Required work:
Could you return every record below exactly as it is written?

Information:
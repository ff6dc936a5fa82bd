use crate::adapters::log_groups::{LogGroupAdmin, LogGroupPage};

use super::block_on;

#[derive(Debug, Clone)]
pub struct CloudWatchLogsAdapter {
    client: aws_sdk_cloudwatchlogs::Client,
}

impl CloudWatchLogsAdapter {
    pub fn new(client: aws_sdk_cloudwatchlogs::Client) -> Self {
        Self { client }
    }
}

impl LogGroupAdmin for CloudWatchLogsAdapter {
    fn list_log_groups(&self, next_token: Option<&str>) -> Result<LogGroupPage, String> {
        let output = block_on(
            self.client
                .describe_log_groups()
                .set_next_token(next_token.map(str::to_string))
                .send(),
        )
        .map_err(|error| format!("failed to describe log groups: {error:?}"))?;

        Ok(LogGroupPage {
            names: output
                .log_groups()
                .iter()
                .filter_map(|group| group.log_group_name().map(str::to_string))
                .collect(),
            next_token: output.next_token().map(str::to_string),
        })
    }

    fn delete_log_group(&self, name: &str) -> Result<(), String> {
        block_on(self.client.delete_log_group().log_group_name(name).send())
            .map(|_| ())
            .map_err(|error| format!("failed to delete log group: {error:?}"))
    }
}
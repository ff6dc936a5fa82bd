use chrono::{DateTime, Utc};

use crate::error::MailError;
use crate::mail::ParsedMail;
use crate::ops_ticket::OpsTicketDraft;
use crate::password_reset::{PasswordResetParameter, PASSWORD_RESET_SUBJECT};

/// Subjects of AWS onboarding mail that never warrant a ticket.
pub const FILTERED_SUBJECTS: [&str; 2] = [
    "Your AWS Account is Ready - Get Started Now",
    "Welcome to Amazon Web Services",
];

#[derive(Debug, Clone, PartialEq, Eq)]
pub enum MailDisposition {
    StoreResetLink(PasswordResetParameter),
    Filtered { subject: String },
    OpenTicket(OpsTicketDraft),
}

pub fn is_filtered_subject(subject: &str) -> bool {
    FILTERED_SUBJECTS.contains(&subject)
}

/// Decides what to do with a clean, parsed message.
pub fn triage_mail(
    mail: &ParsedMail,
    message_id: &str,
    recipient: &str,
    object_arn: &str,
    now: DateTime<Utc>,
) -> Result<MailDisposition, MailError> {
    if mail.subject == PASSWORD_RESET_SUBJECT {
        let html_body = mail.html_body.as_deref().ok_or(MailError::MissingHtmlBody)?;
        let parameter = PasswordResetParameter::from_mail(recipient, html_body, now)?;
        return Ok(MailDisposition::StoreResetLink(parameter));
    }

    if is_filtered_subject(&mail.subject) {
        return Ok(MailDisposition::Filtered {
            subject: mail.subject.clone(),
        });
    }

    let body = mail.preferred_body().ok_or(MailError::MissingBody)?;
    Ok(MailDisposition::OpenTicket(OpsTicketDraft::from_mail(
        message_id,
        object_arn,
        &mail.subject,
        body,
        recipient,
    )))
}
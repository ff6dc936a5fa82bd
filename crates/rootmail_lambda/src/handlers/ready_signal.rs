use rootmail_core::contract::ReadySignal;
use tracing::info;

use crate::adapters::callback::CallbackSender;
use crate::error::HandlerError;

/// PUTs the completion payload once; the response is not inspected.
pub fn send_ready_signal(
    signal_url: &str,
    unique_id: &str,
    sender: &impl CallbackSender,
) -> Result<ReadySignal, HandlerError> {
    let signal = ReadySignal::completed(unique_id);
    let body = serde_json::to_vec(&signal)
        .map_err(|error| HandlerError::Callback(format!("failed to serialize signal: {error}")))?;
    sender
        .put_json(signal_url, &body)
        .map_err(HandlerError::Callback)?;
    info!(unique_id, "root mail ready signal sent");
    Ok(signal)
}
//! Irreversible teardown helpers for integration-test environments.

use tracing::info;

use crate::adapters::buckets::BucketAdmin;
use crate::adapters::log_groups::LogGroupAdmin;
use crate::error::HandlerError;

/// Deletes every log group whose name contains `pattern`; returns the deleted names.
pub fn delete_log_groups(
    pattern: &str,
    logs: &impl LogGroupAdmin,
) -> Result<Vec<String>, HandlerError> {
    let mut deleted = Vec::new();
    let mut next_token: Option<String> = None;

    loop {
        let page = logs
            .list_log_groups(next_token.as_deref())
            .map_err(HandlerError::service("DescribeLogGroups"))?;

        for name in page.names.into_iter().filter(|name| name.contains(pattern)) {
            info!(log_group = %name, "deleting log group");
            logs.delete_log_group(&name)
                .map_err(HandlerError::service("DeleteLogGroup"))?;
            info!(log_group = %name, "log group deleted");
            deleted.push(name);
        }

        match page.next_token {
            Some(token) if !token.is_empty() => next_token = Some(token),
            _ => break,
        }
    }

    Ok(deleted)
}

/// Deletes all object versions and delete markers, then the bucket itself.
/// Returns the number of versions removed.
pub fn empty_and_delete_bucket(
    bucket: &str,
    buckets: &impl BucketAdmin,
) -> Result<usize, HandlerError> {
    info!(bucket, "emptying bucket");
    let mut removed = 0usize;
    let mut marker = None;

    loop {
        let page = buckets
            .list_object_versions(bucket, marker.as_ref())
            .map_err(HandlerError::service("ListObjectVersions"))?;

        for version in &page.versions {
            buckets
                .delete_object_version(bucket, version)
                .map_err(HandlerError::service("DeleteObject"))?;
            removed += 1;
        }

        match page.next {
            Some(next) => marker = Some(next),
            None => break,
        }
    }

    buckets
        .delete_bucket(bucket)
        .map_err(HandlerError::service("DeleteBucket"))?;
    info!(bucket, versions_removed = removed, "bucket deleted");
    Ok(removed)
}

Task result:
repository ff6dc936a5fa82bd
use crate::adapters::log_groups::{LogGroupAdmin, LogGroupPage};

use super::block_on;

#[derive(Debug, Clone)]
pub struct CloudWatchLogsAdapter {
    client: aws_sdk_cloudwatchlogs::Client,
}

impl CloudWatchLogsAdapter {
    pub fn new(client: aws_sdk_cloudwatchlogs::Client) -> Self {
        Self { client }
    }
}

impl LogGroupAdmin for CloudWatchLogsAdapter {
    fn list_log_groups(&self, next_token: Option<&str>) -> Result<LogGroupPage, String> {
        let output = block_on(
            self.client
                .describe_log_groups()
                .set_next_token(next_token.map(str::to_string))
                .send(),
        )
        .map_err(|error| format!("failed to describe log groups: {error:?}"))?;

        Ok(LogGroupPage {
            names: output
                .log_groups()
                .iter()
                .filter_map(|group| group.log_group_name().map(str::to_string))
                .collect(),
            next_token: output.next_token().map(str::to_string),
        })
    }

    fn delete_log_group(&self, name: &str) -> Result<(), String> {
        block_on(self.client.delete_log_group().log_group_name(name).send())
            .map(|_| ())
            .map_err(|error| format!("failed to delete log group: {error:?}"))
    }
}
repository ff6dc936a5fa82bd
use chrono::{DateTime, Utc};

use crate::error::MailError;
use crate::mail::ParsedMail;
use crate::ops_ticket::OpsTicketDraft;
use crate::password_reset::{PasswordResetParameter, PASSWORD_RESET_SUBJECT};

/// Subjects of AWS onboarding mail that never warrant a ticket.
pub const FILTERED_SUBJECTS: [&str; 2] = [
    "Your AWS Account is Ready - Get Started Now",
    "Welcome to Amazon Web Services",
];

#[derive(Debug, Clone, PartialEq, Eq)]
pub enum MailDisposition {
    StoreResetLink(PasswordResetParameter),
    Filtered { subject: String },
    OpenTicket(OpsTicketDraft),
}

pub fn is_filtered_subject(subject: &str) -> bool {
    FILTERED_SUBJECTS.contains(&subject)
}

/// Decides what to do with a clean, parsed message.
pub fn triage_mail(
    mail: &ParsedMail,
    message_id: &str,
    recipient: &str,
    object_arn: &str,
    now: DateTime<Utc>,
) -> Result<MailDisposition, MailError> {
    if mail.subject == PASSWORD_RESET_SUBJECT {
        let html_body = mail.html_body.as_deref().ok_or(MailError::MissingHtmlBody)?;
        let parameter = PasswordResetParameter::from_mail(recipient, html_body, now)?;
        return Ok(MailDisposition::StoreResetLink(parameter));
    }

    if is_filtered_subject(&mail.subject) {
        return Ok(MailDisposition::Filtered {
            subject: mail.subject.clone(),
        });
    }

    let body = mail.preferred_body().ok_or(MailError::MissingBody)?;
    Ok(MailDisposition::OpenTicket(OpsTicketDraft::from_mail(
        message_id,
        object_arn,
        &mail.subject,
        body,
        recipient,
    )))
}
repository ff6dc936a5fa82bd
filename crates/rootmail_lambda/src/handlers/ready_signal.rs
use rootmail_core::contract::ReadySignal;
use tracing::info;

use crate::adapters::callback::CallbackSender;
use crate::error::HandlerError;

/// PUTs the completion payload once; the response is not inspected.
pub fn send_ready_signal(
    signal_url: &str,
    unique_id: &str,
    sender: &impl CallbackSender,
) -> Result<ReadySignal, HandlerError> {
    let signal = ReadySignal::completed(unique_id);
    let body = serde_json::to_vec(&signal)
        .map_err(|error| HandlerError::Callback(format!("failed to serialize signal: {error}")))?;
    sender
        .put_json(signal_url, &body)
        .map_err(HandlerError::Callback)?;
    info!(unique_id, "root mail ready signal sent");
    Ok(signal)
}
//! Irreversible teardown helpers for integration-test environments.

use tracing::info;

use crate::adapters::buckets::BucketAdmin;
use crate::adapters::log_groups::LogGroupAdmin;
use crate::error::HandlerError;

/// Deletes every log group whose name contains `pattern`; returns the deleted names.
pub fn delete_log_groups(
    pattern: &str,
    logs: &impl LogGroupAdmin,
) -> Result<Vec<String>, HandlerError> {
    let mut deleted = Vec::new();
    let mut next_token: Option<String> = None;

    loop {
        let page = logs
            .list_log_groups(next_token.as_deref())
            .map_err(HandlerError::service("DescribeLogGroups"))?;

        for name in page.names.into_iter().filter(|name| name.contains(pattern)) {
            info!(log_group = %name, "deleting log group");
            logs.delete_log_group(&name)
                .map_err(HandlerError::service("DeleteLogGroup"))?;
            info!(log_group = %name, "log group deleted");
            deleted.push(name);
        }

        match page.next_token {
            Some(token) if !token.is_empty() => next_token = Some(token),
            _ => break,
        }
    }

    Ok(deleted)
}

/// Deletes all object versions and delete markers, then the bucket itself.
/// Returns the number of versions removed.
pub fn empty_and_delete_bucket(
    bucket: &str,
    buckets: &impl BucketAdmin,
) -> Result<usize, HandlerError> {
    info!(bucket, "emptying bucket");
    let mut removed = 0usize;
    let mut marker = None;

    loop {
        let page = buckets
            .list_object_versions(bucket, marker.as_ref())
            .map_err(HandlerError::service("ListObjectVersions"))?;

        for version in &page.versions {
            buckets
                .delete_object_version(bucket, version)
                .map_err(HandlerError::service("DeleteObject"))?;
            removed += 1;
        }

        match page.next {
            Some(next) => marker = Some(next),
            None => break,
        }
    }

    buckets
        .delete_bucket(bucket)
        .map_err(HandlerError::service("DeleteBucket"))?;
    info!(bucket, versions_removed = removed, "bucket deleted");
    Ok(removed)
}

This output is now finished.